## PROMPT
How many of the lines below hold the string "ObjectPtr"? Say only the number.
(MATERIAL PROVIDED begins)
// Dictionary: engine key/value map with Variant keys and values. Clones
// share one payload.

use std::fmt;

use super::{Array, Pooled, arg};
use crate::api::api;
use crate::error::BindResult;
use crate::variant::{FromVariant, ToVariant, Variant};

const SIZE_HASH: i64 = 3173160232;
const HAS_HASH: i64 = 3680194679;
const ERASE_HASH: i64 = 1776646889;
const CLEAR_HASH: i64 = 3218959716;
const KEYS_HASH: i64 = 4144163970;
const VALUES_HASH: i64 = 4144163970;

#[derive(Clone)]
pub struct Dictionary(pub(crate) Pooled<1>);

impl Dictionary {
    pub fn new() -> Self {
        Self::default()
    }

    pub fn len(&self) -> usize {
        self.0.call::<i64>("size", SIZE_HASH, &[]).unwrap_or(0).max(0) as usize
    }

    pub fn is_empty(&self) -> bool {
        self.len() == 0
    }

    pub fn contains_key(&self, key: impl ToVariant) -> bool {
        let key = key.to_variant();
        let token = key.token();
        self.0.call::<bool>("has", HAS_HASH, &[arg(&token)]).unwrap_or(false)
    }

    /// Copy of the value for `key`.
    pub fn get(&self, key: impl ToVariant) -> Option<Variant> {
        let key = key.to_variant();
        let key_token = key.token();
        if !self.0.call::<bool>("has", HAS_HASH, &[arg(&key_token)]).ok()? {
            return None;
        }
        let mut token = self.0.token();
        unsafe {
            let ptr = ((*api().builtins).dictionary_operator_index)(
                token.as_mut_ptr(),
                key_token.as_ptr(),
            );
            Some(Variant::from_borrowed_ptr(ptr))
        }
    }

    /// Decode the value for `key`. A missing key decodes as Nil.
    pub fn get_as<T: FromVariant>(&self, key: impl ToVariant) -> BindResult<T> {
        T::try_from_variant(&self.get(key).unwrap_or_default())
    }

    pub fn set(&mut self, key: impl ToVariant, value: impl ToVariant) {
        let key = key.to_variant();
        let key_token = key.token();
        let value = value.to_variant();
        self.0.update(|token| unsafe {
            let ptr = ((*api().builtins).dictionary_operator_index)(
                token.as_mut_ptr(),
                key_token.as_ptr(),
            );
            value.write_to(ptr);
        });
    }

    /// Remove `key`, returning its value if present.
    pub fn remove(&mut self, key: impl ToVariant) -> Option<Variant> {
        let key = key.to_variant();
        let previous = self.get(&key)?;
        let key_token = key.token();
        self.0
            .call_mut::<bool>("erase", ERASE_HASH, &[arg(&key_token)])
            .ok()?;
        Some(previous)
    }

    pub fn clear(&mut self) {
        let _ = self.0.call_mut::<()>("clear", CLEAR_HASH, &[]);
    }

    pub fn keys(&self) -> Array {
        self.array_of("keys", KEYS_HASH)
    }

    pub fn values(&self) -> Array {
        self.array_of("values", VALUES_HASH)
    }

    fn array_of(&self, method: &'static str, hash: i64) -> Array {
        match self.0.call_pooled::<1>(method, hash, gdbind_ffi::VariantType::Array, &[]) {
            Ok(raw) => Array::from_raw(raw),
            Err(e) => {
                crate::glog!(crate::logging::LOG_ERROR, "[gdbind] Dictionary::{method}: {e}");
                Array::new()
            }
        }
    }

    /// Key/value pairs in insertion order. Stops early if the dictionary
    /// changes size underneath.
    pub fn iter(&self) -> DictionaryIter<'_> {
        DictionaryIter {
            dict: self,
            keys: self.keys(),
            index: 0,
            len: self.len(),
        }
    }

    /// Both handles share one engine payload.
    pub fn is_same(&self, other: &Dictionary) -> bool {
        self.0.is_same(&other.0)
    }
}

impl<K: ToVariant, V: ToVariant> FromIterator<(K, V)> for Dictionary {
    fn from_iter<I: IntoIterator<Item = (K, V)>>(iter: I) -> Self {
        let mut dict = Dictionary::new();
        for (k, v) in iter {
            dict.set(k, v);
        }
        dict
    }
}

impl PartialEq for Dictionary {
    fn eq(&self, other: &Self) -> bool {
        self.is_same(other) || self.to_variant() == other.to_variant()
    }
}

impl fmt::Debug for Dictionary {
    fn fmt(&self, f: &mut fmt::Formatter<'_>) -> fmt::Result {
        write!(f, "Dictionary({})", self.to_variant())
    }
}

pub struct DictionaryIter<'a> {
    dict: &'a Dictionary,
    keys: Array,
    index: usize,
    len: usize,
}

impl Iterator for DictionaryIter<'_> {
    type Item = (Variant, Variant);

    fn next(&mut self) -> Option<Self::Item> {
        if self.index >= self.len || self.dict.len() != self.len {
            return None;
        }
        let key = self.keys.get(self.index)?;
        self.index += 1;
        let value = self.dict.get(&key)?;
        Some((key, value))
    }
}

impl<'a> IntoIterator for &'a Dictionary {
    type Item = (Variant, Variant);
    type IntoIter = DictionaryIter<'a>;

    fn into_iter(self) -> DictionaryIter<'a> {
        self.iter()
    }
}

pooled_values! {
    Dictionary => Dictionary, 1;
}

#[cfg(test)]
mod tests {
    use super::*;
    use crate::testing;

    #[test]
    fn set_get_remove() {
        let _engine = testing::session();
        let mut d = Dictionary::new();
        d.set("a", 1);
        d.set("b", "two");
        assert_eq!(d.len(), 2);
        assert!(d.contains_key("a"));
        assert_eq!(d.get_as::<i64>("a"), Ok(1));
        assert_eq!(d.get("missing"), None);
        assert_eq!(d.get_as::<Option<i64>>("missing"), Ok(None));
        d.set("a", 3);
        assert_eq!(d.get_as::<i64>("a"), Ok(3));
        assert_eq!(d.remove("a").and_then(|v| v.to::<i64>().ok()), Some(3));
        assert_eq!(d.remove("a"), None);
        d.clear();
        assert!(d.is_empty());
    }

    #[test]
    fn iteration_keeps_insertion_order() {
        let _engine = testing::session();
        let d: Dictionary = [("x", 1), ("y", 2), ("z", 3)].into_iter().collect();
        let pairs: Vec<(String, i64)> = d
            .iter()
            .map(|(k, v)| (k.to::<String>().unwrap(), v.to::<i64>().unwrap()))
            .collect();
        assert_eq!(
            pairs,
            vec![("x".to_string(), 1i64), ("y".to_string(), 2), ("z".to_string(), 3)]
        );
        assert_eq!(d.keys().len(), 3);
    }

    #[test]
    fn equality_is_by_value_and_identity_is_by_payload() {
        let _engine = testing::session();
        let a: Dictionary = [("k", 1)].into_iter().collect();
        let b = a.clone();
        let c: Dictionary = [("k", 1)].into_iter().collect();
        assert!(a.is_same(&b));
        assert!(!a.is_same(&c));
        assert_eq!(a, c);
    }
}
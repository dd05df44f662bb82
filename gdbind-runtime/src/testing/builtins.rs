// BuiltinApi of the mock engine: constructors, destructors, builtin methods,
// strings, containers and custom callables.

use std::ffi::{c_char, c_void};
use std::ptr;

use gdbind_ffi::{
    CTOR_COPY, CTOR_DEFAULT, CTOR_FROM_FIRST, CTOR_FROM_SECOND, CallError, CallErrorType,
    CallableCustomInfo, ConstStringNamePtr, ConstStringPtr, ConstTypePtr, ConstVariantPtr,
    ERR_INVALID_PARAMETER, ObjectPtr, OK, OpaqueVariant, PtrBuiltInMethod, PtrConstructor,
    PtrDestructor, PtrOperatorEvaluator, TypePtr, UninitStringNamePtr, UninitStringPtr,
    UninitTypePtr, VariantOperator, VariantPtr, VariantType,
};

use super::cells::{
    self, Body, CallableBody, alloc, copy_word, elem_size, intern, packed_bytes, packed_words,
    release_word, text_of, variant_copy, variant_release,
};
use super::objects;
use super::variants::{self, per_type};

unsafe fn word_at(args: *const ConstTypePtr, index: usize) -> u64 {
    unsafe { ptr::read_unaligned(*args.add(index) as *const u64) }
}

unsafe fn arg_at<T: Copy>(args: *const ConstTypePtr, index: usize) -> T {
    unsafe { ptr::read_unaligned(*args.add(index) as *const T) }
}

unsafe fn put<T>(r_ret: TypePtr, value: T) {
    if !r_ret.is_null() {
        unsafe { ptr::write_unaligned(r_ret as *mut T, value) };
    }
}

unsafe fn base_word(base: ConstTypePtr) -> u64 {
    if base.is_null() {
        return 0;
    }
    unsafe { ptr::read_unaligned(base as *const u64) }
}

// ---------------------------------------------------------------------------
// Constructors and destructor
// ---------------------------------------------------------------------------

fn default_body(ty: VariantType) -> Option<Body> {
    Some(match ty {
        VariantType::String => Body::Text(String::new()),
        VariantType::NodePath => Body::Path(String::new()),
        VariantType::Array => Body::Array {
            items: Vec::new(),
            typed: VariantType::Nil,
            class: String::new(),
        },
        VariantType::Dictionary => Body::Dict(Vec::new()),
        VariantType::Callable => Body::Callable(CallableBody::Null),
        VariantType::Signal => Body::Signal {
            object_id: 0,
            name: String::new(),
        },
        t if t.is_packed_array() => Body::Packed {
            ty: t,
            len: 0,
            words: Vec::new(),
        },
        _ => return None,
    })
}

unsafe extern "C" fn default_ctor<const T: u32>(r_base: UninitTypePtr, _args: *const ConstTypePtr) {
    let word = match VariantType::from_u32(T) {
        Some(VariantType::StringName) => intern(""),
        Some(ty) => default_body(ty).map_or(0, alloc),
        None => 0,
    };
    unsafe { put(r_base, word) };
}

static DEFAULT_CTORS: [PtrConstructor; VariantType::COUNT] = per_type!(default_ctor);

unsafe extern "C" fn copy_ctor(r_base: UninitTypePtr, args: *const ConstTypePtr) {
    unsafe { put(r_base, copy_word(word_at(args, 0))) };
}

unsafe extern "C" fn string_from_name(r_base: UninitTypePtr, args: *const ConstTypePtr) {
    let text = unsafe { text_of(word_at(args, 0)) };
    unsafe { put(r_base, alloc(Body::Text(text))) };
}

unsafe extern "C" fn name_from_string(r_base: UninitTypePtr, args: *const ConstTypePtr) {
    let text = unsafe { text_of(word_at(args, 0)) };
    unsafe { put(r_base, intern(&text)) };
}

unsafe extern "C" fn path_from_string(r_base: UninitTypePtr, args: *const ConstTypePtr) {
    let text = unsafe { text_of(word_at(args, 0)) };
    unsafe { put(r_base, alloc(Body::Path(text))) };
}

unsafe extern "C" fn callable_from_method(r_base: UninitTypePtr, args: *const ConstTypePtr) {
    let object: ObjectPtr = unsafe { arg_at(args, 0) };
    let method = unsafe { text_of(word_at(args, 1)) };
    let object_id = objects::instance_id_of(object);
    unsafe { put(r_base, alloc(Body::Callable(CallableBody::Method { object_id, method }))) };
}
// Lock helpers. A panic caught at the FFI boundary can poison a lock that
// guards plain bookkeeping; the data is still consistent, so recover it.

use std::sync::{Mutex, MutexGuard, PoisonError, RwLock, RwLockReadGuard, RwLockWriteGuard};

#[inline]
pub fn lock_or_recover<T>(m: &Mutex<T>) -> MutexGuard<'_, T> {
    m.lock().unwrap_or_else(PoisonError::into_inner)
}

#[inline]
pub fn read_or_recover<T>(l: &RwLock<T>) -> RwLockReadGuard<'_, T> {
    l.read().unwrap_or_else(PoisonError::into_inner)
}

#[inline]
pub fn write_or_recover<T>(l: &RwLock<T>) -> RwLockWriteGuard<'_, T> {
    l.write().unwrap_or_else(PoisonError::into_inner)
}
(MATERIAL PROVIDED ends)
## THE COMPLETED TASK
2